ヒスチジン〜子供の成長に欠かせない/Histidine

肉体的にも精神的にも未熟な子供を成長させるためには、周囲の大人たちによる支援が欠かせません。
それは教育であったり、一緒に遊ぶことであったり、毎日の食事を作ることであったりします。

身体を作るための栄養を供給する食事は子供の成長を大きく左右します。
特に、必須アミノ酸であるヒスチジンは子供の成長に大きな影響を及ぼすのです。

ヒスチジンについて

ヒスチジンは唯一の「体内で合成出来る必須アミノ酸」という性質があります。
正しく言えば、「子供には合成できず、大人になると合成出来るようになるアミノ酸」で『子供にとっての必須アミノ酸』と言えます。

ヒスチジンの主な効果は成長促進、神経機能の補助、食欲の抑制、脂肪燃焼効果などがあります。
体内に取り込まれたヒスチジンは、分解され神経伝達物質であるヒスタミンに変化します。
ヒスタミンは外部からの刺激に応じて血管を拡張する働きがあり、血圧低下などの作用をもたらします。

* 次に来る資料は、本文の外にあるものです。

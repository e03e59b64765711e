//! Blocky operator: CRD installation and controller wiring

pub mod controller_runner;

use k8s_openapi::apiextensions_apiserver::pkg::apis::apiextensions::v1::CustomResourceDefinition;
use kube::api::{Api, Patch, PatchParams};
use kube::{Client, CustomResourceExt};

use blocky_common::crd::Blocky;
use blocky_common::CONTROLLER_NAME;

/// Render the Blocky CRD as YAML
pub fn crd_yaml() -> anyhow::Result<String> {
    serde_yaml::to_string(&Blocky::crd())
        .map_err(|e| anyhow::anyhow!("Failed to serialize CRD: {}", e))
}

/// Install or upgrade the Blocky CRD with server-side apply
///
/// Keeps the served schema in step with the running operator version.
pub async fn ensure_crd_installed(client: &Client) -> anyhow::Result<()> {
    let crds: Api<CustomResourceDefinition> = Api::all(client.clone());
    let params = PatchParams::apply(CONTROLLER_NAME).force();

    let crd = Blocky::crd();
    let name = crd.metadata.name.clone().unwrap_or_default();
    tracing::info!(crd = %name, "Installing Blocky CRD");
    crds.patch(&name, &params, &Patch::Apply(&crd))
        .await
        .map_err(|e| anyhow::anyhow!("Failed to install Blocky CRD: {}", e))?;

    Ok(())
}
//! Blocky controller implementation
//!
//! Level-based reconciliation: every pass re-reads the Blocky and its
//! Deployment, compiles the target Deployment, writes only when the
//! structural fields drifted, and records the outcome as an `Available`
//! condition. Passes are idempotent, so duplicate or reordered triggers are
//! harmless. Concurrent writers are handled with resourceVersion
//! preconditions and a bounded reload-and-retry.

use std::sync::Arc;

use dashmap::DashMap;
use k8s_openapi::api::apps::v1::Deployment;
use kube::runtime::controller::Action;
use kube::runtime::events::EventType;
use kube::{Client, Resource, ResourceExt};
use tracing::{debug, error, info, instrument, warn};

use blocky_common::crd::{
    reasons, Blocky, Condition, ConditionStatus, ObjectKey, CONDITION_AVAILABLE,
};
use blocky_common::events::{actions, reasons as event_reasons};
use blocky_common::metrics::{record_workload_write, ReconcileTimer, WorkloadWrite};
use blocky_common::{Error, EventPublisher, KubeEventPublisher, Result, CONTROLLER_NAME};

use crate::compiler::{compile_deployment, has_drift, overlay_structural};
use crate::config::ControllerConfig;
use crate::deadline::Deadline;
use crate::reader::ObservedStateReader;
use crate::status::StatusRecorder;
use crate::store::{BlockyStore, KubeStore};

/// Attempts at the Deployment write before a conflict is surfaced
const MAX_WORKLOAD_ATTEMPTS: u32 = 2;

/// Attempts at a status write before a conflict is surfaced
const MAX_STATUS_ATTEMPTS: u32 = 3;

// =============================================================================
// Controller context
// =============================================================================

/// Shared state for all reconciles
pub struct Context {
    /// Store for Blocky and Deployment objects
    pub store: Arc<dyn BlockyStore>,
    /// Kubernetes Event sink
    pub events: Arc<dyn EventPublisher>,
    /// Runtime settings
    pub config: ControllerConfig,
    reader: ObservedStateReader,
    recorder: StatusRecorder,
    /// Consecutive retryable failures per Blocky, for backoff
    failures: DashMap<ObjectKey, u32>,
}

impl Context {
    /// Create a context from explicit dependencies
    pub fn new(
        store: Arc<dyn BlockyStore>,
        events: Arc<dyn EventPublisher>,
        config: ControllerConfig,
    ) -> Self {
        Self {
            reader: ObservedStateReader::new(store.clone(), config.fetch_retry.clone()),
            recorder: StatusRecorder::new(store.clone()),
            store,
            events,
            config,
            failures: DashMap::new(),
        }
    }

    /// Create a context backed by the API server
    pub fn from_client(client: Client, config: ControllerConfig) -> Self {
        Self::new(
            Arc::new(KubeStore::new(client.clone())),
            Arc::new(KubeEventPublisher::new(client, CONTROLLER_NAME)),
            config,
        )
    }

    /// Create a context for testing with the given store
    #[cfg(test)]
    pub fn for_testing(store: Arc<dyn BlockyStore>) -> Self {
        let mut config = ControllerConfig::new("quay.io/blocky/blocky:v0.22")
            .expect("test image is non-empty");
        config.fetch_retry = crate::testing::fast_retry();
        Self::new(
            store,
            Arc::new(blocky_common::NoopEventPublisher),
            config,
        )
    }

    /// Consecutive retryable failures recorded for `key`
    pub fn failure_count(&self, key: &ObjectKey) -> u32 {
        self.failures.get(key).map(|c| *c).unwrap_or(0)
    }
}

// =============================================================================
// Reconciliation
// =============================================================================

/// What the converge step did to the Deployment
#[derive(Clone, Copy, Debug, PartialEq, Eq)]
enum Converged {
    Created,
    Updated,
    Unchanged,
}

/// Reconcile a Blocky resource
///
/// Entry point for `kube::runtime::Controller`. The object handed in may be
/// stale, so the pass works from a fresh read by identity.
#[instrument(skip(blocky, ctx), fields(blocky = %blocky.name_any(), namespace = %blocky.namespace().unwrap_or_default()))]
pub async fn reconcile(blocky: Arc<Blocky>, ctx: Arc<Context>) -> Result<Action> {
    let key = ObjectKey::of(blocky.as_ref())?;
    let timer = ReconcileTimer::start();

    match reconcile_key(&key, &ctx).await {
        Ok(action) => {
            ctx.failures.remove(&key);
            timer.success();
            Ok(action)
        }
        Err(e) => {
            timer.error(e.kind());
            Err(e)
        }
    }
}

/// Reconcile the Blocky with identity `key`
pub async fn reconcile_key(key: &ObjectKey, ctx: &Context) -> Result<Action> {
    let deadline = Deadline::after(ctx.config.reconcile_timeout);

    let Some(blocky) = deadline
        .fetch(&format!("Blocky {key}"), ctx.store.get_blocky(key))
        .await?
    else {
        debug!(blocky = %key, "Blocky no longer exists, nothing to reconcile");
        return Ok(Action::await_change());
    };

    if let Err(e) = blocky.spec.validate(&key.name) {
        warn!(blocky = %key, error = %e, "Blocky spec validation failed");
        let condition = Condition::new(
            CONDITION_AVAILABLE,
            ConditionStatus::False,
            reasons::VALIDATION_FAILED,
            e.to_string(),
        );
        record_condition(ctx, key, &blocky, condition, &deadline).await?;
        publish(
            ctx,
            &blocky,
            EventType::Warning,
            event_reasons::VALIDATION_FAILED,
            actions::RECONCILE,
            e.to_string(),
        )
        .await;
        // A spec change is needed before another pass can succeed
        return Ok(Action::await_change());
    }

    let target = match compile_deployment(&blocky, &ctx.config.image) {
        Ok(target) => target,
        Err(e) => {
            if !e.is_retryable() {
                record_failure(ctx, key, &blocky, &e, &deadline).await;
            }
            return Err(e);
        }
    };
    let size = blocky.spec.size;

    let converged = match converge(key, &target, ctx, &deadline).await {
        Ok(converged) => converged,
        Err(e) => {
            if !e.is_retryable() {
                record_failure(ctx, key, &blocky, &e, &deadline).await;
            }
            return Err(e);
        }
    };

    let mut current = blocky;
    match converged {
        Converged::Created => {
            info!(blocky = %key, replicas = size, "created Deployment");
            record_workload_write(WorkloadWrite::Create);
            publish(
                ctx,
                &current,
                EventType::Normal,
                event_reasons::CREATED,
                actions::CREATE,
                format!("Created Deployment {key}"),
            )
            .await;

            // The Deployment stays in place if this fails; the next pass
            // finds it and records the outcome.
            let creating = Condition::new(
                CONDITION_AVAILABLE,
                ConditionStatus::Unknown,
                reasons::CREATING,
                format!("Creating Deployment for custom resource ({})", key.name),
            );
            if let Some(updated) = record_condition(ctx, key, &current, creating, &deadline).await? {
                current = updated;
            }
        }
        Converged::Updated => {
            info!(blocky = %key, replicas = size, "updated Deployment");
            record_workload_write(WorkloadWrite::Update);
            publish(
                ctx,
                &current,
                EventType::Normal,
                event_reasons::UPDATED,
                actions::UPDATE,
                format!("Updated Deployment {key} to {size} replicas"),
            )
            .await;
        }
        Converged::Unchanged => debug!(blocky = %key, "Deployment matches desired state"),
    }

    // `size` is the spec the target was compiled from; `current` may have
    // been reloaded with a newer one.
    let message = format!(
        "Deployment for custom resource ({}) with {} replicas created successfully",
        key.name, size
    );
    let condition = Condition::new(
        CONDITION_AVAILABLE,
        ConditionStatus::True,
        reasons::RECONCILING,
        message,
    );
    record_condition(ctx, key, &current, condition, &deadline).await?;

    Ok(match converged {
        Converged::Created => Action::requeue(ctx.config.creation_requeue),
        Converged::Updated | Converged::Unchanged => Action::await_change(),
    })
}

/// Bring the stored Deployment in line with `target`
///
/// A lost race (conflict, vanished object, concurrent create) reloads the
/// observed state and diffs again, up to `MAX_WORKLOAD_ATTEMPTS` times.
async fn converge(
    key: &ObjectKey,
    target: &Deployment,
    ctx: &Context,
    deadline: &Deadline,
) -> Result<Converged> {
    let resource = format!("Deployment {key}");
    let mut attempt = 0;

    loop {
        attempt += 1;

        let result = match ctx.reader.observe(key, deadline).await? {
            None => deadline
                .write(&resource, ctx.store.create_deployment(target))
                .await
                .map(|_| Converged::Created),
            Some(observed) if has_drift(&observed, target) => {
                let desired = overlay_structural(&observed, target);
                deadline
                    .write(&resource, ctx.store.replace_deployment(&desired))
                    .await
                    .map(|_| Converged::Updated)
            }
            Some(_) => Ok(Converged::Unchanged),
        };

        match result {
            Err(e) if e.is_conflict() && attempt < MAX_WORKLOAD_ATTEMPTS => {
                debug!(deployment = %key, attempt, error = %e, "Deployment write conflicted, reloading");
            }
            other => return other,
        }
    }
}

/// Report a failure retrying cannot fix as `Available=False/ReconcileFailed`
async fn record_failure(
    ctx: &Context,
    key: &ObjectKey,
    blocky: &Blocky,
    error: &Error,
    deadline: &Deadline,
) {
    error!(blocky = %key, error = %error, "Deployment rejected");
    let condition = Condition::new(
        CONDITION_AVAILABLE,
        ConditionStatus::False,
        reasons::RECONCILE_FAILED,
        error.to_string(),
    );
    if let Err(status_err) = record_condition(ctx, key, blocky, condition, deadline).await {
        warn!(blocky = %key, error = %status_err, "failed to record reconcile failure");
    }
    publish(
        ctx,
        blocky,
        EventType::Warning,
        event_reasons::RECONCILE_FAILED,
        actions::RECONCILE,
        error.to_string(),
    )
    .await;
}

/// Record a condition, reloading the Blocky on conflict
///
/// Returns the persisted Blocky, or `None` when nothing was written (the
/// condition was already recorded, or the Blocky was deleted meanwhile).
async fn record_condition(
    ctx: &Context,
    key: &ObjectKey,
    blocky: &Blocky,
    condition: Condition,
    deadline: &Deadline,
) -> Result<Option<Blocky>> {
    let mut attempt = 0;
    let mut reloaded: Option<Blocky> = None;

    loop {
        attempt += 1;
        let current = reloaded.as_ref().unwrap_or(blocky);

        match ctx
            .recorder
            .record_condition(current, condition.clone(), deadline)
            .await
        {
            Err(e) if e.is_conflict() && attempt < MAX_STATUS_ATTEMPTS => {
                debug!(blocky = %key, attempt, "status write conflicted, reloading");
                match deadline
                    .fetch(&format!("Blocky {key}"), ctx.store.get_blocky(key))
                    .await?
                {
                    Some(fresh) => reloaded = Some(fresh),
                    None => return Ok(None),
                }
            }
            Err(e) => {
                warn!(blocky = %key, error = %e, "failed to persist Blocky status");
                return Err(e);
            }
            Ok(persisted) => return Ok(persisted),
        }
    }
}

async fn publish(
    ctx: &Context,
    blocky: &Blocky,
    type_: EventType,
    reason: &str,
    action: &str,
    note: String,
) {
    ctx.events
        .publish(&blocky.object_ref(&()), type_, reason, action, Some(note))
        .await;
}

// =============================================================================
// Error policy
// =============================================================================

/// Error policy for Blocky reconciliation
///
/// Retryable errors requeue with exponential backoff keyed on the number of
/// consecutive failures for the object; everything else waits for a change.
pub fn error_policy(blocky: Arc<Blocky>, error: &Error, ctx: Arc<Context>) -> Action {
    let key = ObjectKey::new(blocky.namespace().unwrap_or_default(), blocky.name_any());

    if !error.is_retryable() {
        warn!(blocky = %key, error = %error, "reconcile failed, waiting for a spec change");
        return Action::await_change();
    }

    let attempt = {
        let mut count = ctx.failures.entry(key.clone()).or_insert(0);
        *count = count.saturating_add(1);
        *count
    };
    let delay = ctx.config.requeue_backoff.delay_for_attempt(attempt);

    error!(
        blocky = %key,
        error = %error,
        attempt,
        delay_secs = delay.as_secs_f64(),
        "reconcile failed, requeueing"
    );
    Action::requeue(delay)
}
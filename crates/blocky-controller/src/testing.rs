//! In-memory `BlockyStore` for reconcile tests
//!
//! Behaves like the API server where the controller can observe it:
//! resourceVersions bump on every write, creates fail on existing objects,
//! replaces and status patches fail on stale versions. Conflicts, transient
//! read failures and latency can be injected.

use std::collections::BTreeMap;
use std::sync::Mutex;
use std::time::Duration;

use async_trait::async_trait;
use k8s_openapi::api::apps::v1::Deployment;

use blocky_common::crd::{Blocky, BlockySpec, ObjectKey};
use blocky_common::retry::RetryConfig;
use blocky_common::{Error, Result};

use crate::store::BlockyStore;

/// Retry config with millisecond delays
pub fn fast_retry() -> RetryConfig {
    RetryConfig {
        max_attempts: 3,
        initial_delay: Duration::from_millis(1),
        max_delay: Duration::from_millis(5),
        backoff_multiplier: 2.0,
    }
}

/// A namespaced Blocky with a uid, as the API server would return it
pub fn sample_blocky(name: &str, size: i32, container_port: i32) -> Blocky {
    let mut blocky = Blocky::new(
        name,
        BlockySpec {
            size,
            container_port,
        },
    );
    blocky.metadata.namespace = Some("default".to_string());
    blocky.metadata.uid = Some(format!("uid-{name}"));
    blocky
}

#[derive(Default)]
struct State {
    blockies: BTreeMap<ObjectKey, Blocky>,
    deployments: BTreeMap<ObjectKey, Deployment>,
    version: u64,
    deployment_creates: usize,
    deployment_replaces: usize,
    status_patches: usize,
    deployment_conflicts: usize,
    status_conflicts: usize,
    fetch_failures: usize,
    latency: Option<Duration>,
}

impl State {
    fn next_version(&mut self) -> Option<String> {
        self.version += 1;
        Some(self.version.to_string())
    }
}

/// Thread-safe in-memory store
#[derive(Default)]
pub struct InMemoryStore {
    state: Mutex<State>,
}

impl InMemoryStore {
    pub fn new() -> Self {
        Self::default()
    }

    fn with_state<T>(&self, f: impl FnOnce(&mut State) -> T) -> T {
        let mut state = self.state.lock().unwrap();
        f(&mut state)
    }

    async fn delay(&self) {
        if let Some(latency) = self.with_state(|s| s.latency) {
            tokio::time::sleep(latency).await;
        }
    }

    /// Store a Blocky as if a user had applied it
    pub fn put_blocky(&self, mut blocky: Blocky) -> ObjectKey {
        let key = ObjectKey::of(&blocky).unwrap();
        self.with_state(|s| {
            blocky.metadata.resource_version = s.next_version();
            s.blockies.insert(key.clone(), blocky);
        });
        key
    }

    /// Edit a stored Blocky's spec, bumping its resourceVersion
    pub fn update_spec(&self, key: &ObjectKey, spec: BlockySpec) {
        self.with_state(|s| {
            let rv = s.next_version();
            let blocky = s.blockies.get_mut(key).unwrap();
            blocky.spec = spec;
            blocky.metadata.resource_version = rv;
        });
    }

    pub fn blocky(&self, key: &ObjectKey) -> Option<Blocky> {
        self.with_state(|s| s.blockies.get(key).cloned())
    }

    pub fn deployment(&self, key: &ObjectKey) -> Option<Deployment> {
        self.with_state(|s| s.deployments.get(key).cloned())
    }

    pub fn deployment_creates(&self) -> usize {
        self.with_state(|s| s.deployment_creates)
    }

    pub fn deployment_replaces(&self) -> usize {
        self.with_state(|s| s.deployment_replaces)
    }

    pub fn status_patches(&self) -> usize {
        self.with_state(|s| s.status_patches)
    }

    /// Total successful writes of any kind
    pub fn writes(&self) -> usize {
        self.with_state(|s| s.deployment_creates + s.deployment_replaces + s.status_patches)
    }

    /// Make the next `n` Deployment writes lose a race with another writer
    pub fn conflict_next_deployment_writes(&self, n: usize) {
        self.with_state(|s| s.deployment_conflicts = n);
    }

    /// Make the next `n` status patches lose a race with another writer
    pub fn conflict_next_status_patches(&self, n: usize) {
        self.with_state(|s| s.status_conflicts = n);
    }

    /// Make the next `n` Deployment reads fail transiently
    pub fn fail_next_fetches(&self, n: usize) {
        self.with_state(|s| s.fetch_failures = n);
    }

    /// Delay every call by `latency`
    pub fn set_latency(&self, latency: Duration) {
        self.with_state(|s| s.latency = Some(latency));
    }
}

#[async_trait]
impl BlockyStore for InMemoryStore {
    async fn get_blocky(&self, key: &ObjectKey) -> Result<Option<Blocky>> {
        self.delay().await;
        Ok(self.blocky(key))
    }

    async fn patch_blocky_status(&self, blocky: &Blocky) -> Result<Blocky> {
        self.delay().await;
        let key = ObjectKey::of(blocky)?;
        let resource = format!("Blocky {key}");
        self.with_state(|s| {
            if s.status_conflicts > 0 {
                s.status_conflicts -= 1;
                let rv = s.next_version();
                if let Some(stored) = s.blockies.get_mut(&key) {
                    stored.metadata.resource_version = rv;
                }
                return Err(Error::conflict(resource, "injected conflict"));
            }
            let rv = s.next_version();
            let Some(stored) = s.blockies.get_mut(&key) else {
                return Err(Error::conflict(resource, "object no longer exists"));
            };
            if stored.metadata.resource_version != blocky.metadata.resource_version {
                return Err(Error::conflict(resource, "resourceVersion mismatch"));
            }
            stored.status = blocky.status.clone();
            stored.metadata.resource_version = rv;
            let stored = stored.clone();
            s.status_patches += 1;
            Ok(stored)
        })
    }

    async fn get_deployment(&self, key: &ObjectKey) -> Result<Option<Deployment>> {
        self.delay().await;
        self.with_state(|s| {
            if s.fetch_failures > 0 {
                s.fetch_failures -= 1;
                return Err(Error::transient_fetch(
                    format!("Deployment {key}"),
                    "injected failure",
                ));
            }
            Ok(s.deployments.get(key).cloned())
        })
    }

    async fn create_deployment(&self, deployment: &Deployment) -> Result<Deployment> {
        self.delay().await;
        let key = ObjectKey::of(deployment)?;
        let resource = format!("Deployment {key}");
        self.with_state(|s| {
            if s.deployments.contains_key(&key) {
                return Err(Error::conflict(resource, "already exists"));
            }
            let mut stored = deployment.clone();
            stored.metadata.resource_version = s.next_version();
            stored.metadata.uid = Some(format!("deploy-uid-{}", key.name));
            s.deployments.insert(key, stored.clone());
            s.deployment_creates += 1;
            Ok(stored)
        })
    }

    async fn replace_deployment(&self, deployment: &Deployment) -> Result<Deployment> {
        self.delay().await;
        let key = ObjectKey::of(deployment)?;
        let resource = format!("Deployment {key}");
        self.with_state(|s| {
            if s.deployment_conflicts > 0 {
                s.deployment_conflicts -= 1;
                let rv = s.next_version();
                if let Some(stored) = s.deployments.get_mut(&key) {
                    stored.metadata.resource_version = rv;
                }
                return Err(Error::conflict(resource, "injected conflict"));
            }
            let rv = s.next_version();
            let Some(stored) = s.deployments.get_mut(&key) else {
                return Err(Error::conflict(resource, "object no longer exists"));
            };
            if stored.metadata.resource_version != deployment.metadata.resource_version {
                return Err(Error::conflict(resource, "resourceVersion mismatch"));
            }
            *stored = deployment.clone();
            stored.metadata.resource_version = rv;
            let stored = stored.clone();
            s.deployment_replaces += 1;
            Ok(stored)
        })
    }
}
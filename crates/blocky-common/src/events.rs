//! Events for `kubectl describe blocky`
//!
//! Publishing never fails the reconcile; errors are only logged.

use async_trait::async_trait;
use k8s_openapi::api::core::v1::ObjectReference;
use kube::runtime::events::{EventType, Recorder, Reporter};
use kube::Client;
use tracing::warn;

/// Sink for Events about a Blocky and its Deployment
#[async_trait]
pub trait EventPublisher: Send + Sync {
    /// Publish an Event on `blocky_ref`; `reason` and `action` come from
    /// [`reasons`] and [`actions`]
    async fn publish(
        &self,
        blocky_ref: &ObjectReference,
        type_: EventType,
        reason: &str,
        action: &str,
        note: Option<String>,
    );
}

/// Publisher backed by the events API
pub struct KubeEventPublisher {
    recorder: Recorder,
}

impl KubeEventPublisher {
    /// Report as `controller`, with the pod name as instance when set
    pub fn new(client: Client, controller: &str) -> Self {
        let reporter = Reporter {
            controller: controller.to_string(),
            instance: std::env::var("POD_NAME").ok(),
        };
        Self {
            recorder: Recorder::new(client, reporter),
        }
    }
}

#[async_trait]
impl EventPublisher for KubeEventPublisher {
    async fn publish(
        &self,
        blocky_ref: &ObjectReference,
        type_: EventType,
        reason: &str,
        action: &str,
        note: Option<String>,
    ) {
        let event = kube::runtime::events::Event {
            type_,
            reason: reason.to_string(),
            note,
            action: action.to_string(),
            secondary: None,
        };
        if let Err(e) = self.recorder.publish(&event, blocky_ref).await {
            warn!(
                blocky = blocky_ref.name.as_deref().unwrap_or_default(),
                reason,
                error = %e,
                "dropped Blocky event"
            );
        }
    }
}

/// Discards every Event
pub struct NoopEventPublisher;

#[async_trait]
impl EventPublisher for NoopEventPublisher {
    async fn publish(
        &self,
        _blocky_ref: &ObjectReference,
        _type_: EventType,
        _reason: &str,
        _action: &str,
        _note: Option<String>,
    ) {
    }
}

/// Event reasons
pub mod reasons {
    /// Deployment created for a Blocky
    pub const CREATED: &str = "Created";
    /// Deployment updated to match a changed Blocky
    pub const UPDATED: &str = "Updated";
    /// Spec validation failed
    pub const VALIDATION_FAILED: &str = "ValidationFailed";
    /// The Deployment write was rejected
    pub const RECONCILE_FAILED: &str = "ReconcileFailed";
}

/// Event actions
pub mod actions {
    /// Validation or a rejected write
    pub const RECONCILE: &str = "Reconcile";
    /// Creating the managed Deployment
    pub const CREATE: &str = "Create";
    /// Updating the managed Deployment
    pub const UPDATE: &str = "Update";
}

また、最近の研究では急性期の脳梗塞患者に投与すると脳細胞への影響を食い止められることが分かっています。

ヒスチジンの過剰摂取・摂取不足について

ヒスチジンは過剰摂取するとヒスタミンの血中濃度の増加を招きます。
ヒスタミンは神経伝達物質として働きますが、ヒスタミンH1受容体と結びつくとアレルギーを引き起こす原因となるのです。
そのためヒスチジンの過剰摂取は強い痒みやじんましん、酷いときにはショック症状を起こしてしまうことがあります。
アレルギー症状が出ている人は摂取自体に気を配らなければなりません。

逆にヒスチジンの不足は、ヒスチジンが必要な子供の成長阻害に繋がります。
ヒスチジン以外にも成長に関わる必須アミノ酸はありますが、体内でヒスチジンが合成できない子供の場合はヒスチジンの不足の影響は大きなものとなります。

また、ヒスチジンが合成できる大人でもヒスチジンが不足してくると、肥満や皮膚疾患などを引き起こす恐れがあるため大人も食事での摂取も欠かすことは出来ません。

ヒスチジンを多く含む食品は?

ヒスチジンは、肉や乳製品よりもサバ・鰯・サンマなどの青魚に多く含まれています。
特にサバはヒスチジンの含有量が多いため、人によっては食べただけでもアレルギーを起こす食品ともなっています。

サバは「サバの生き腐れ」というほどたんぱく質の分解が早く進む為、なるべく新鮮なものを食べるようにしなければなりません。
サバアレルギーの人は鶏肉やチーズなどのヒスチジンを含む食品で摂取するようにするとよいでしょう。
または、ヒスタミンの血中濃度を下げる効果がある必須アミノ酸・メチオニンを合わせて摂取するのも手です。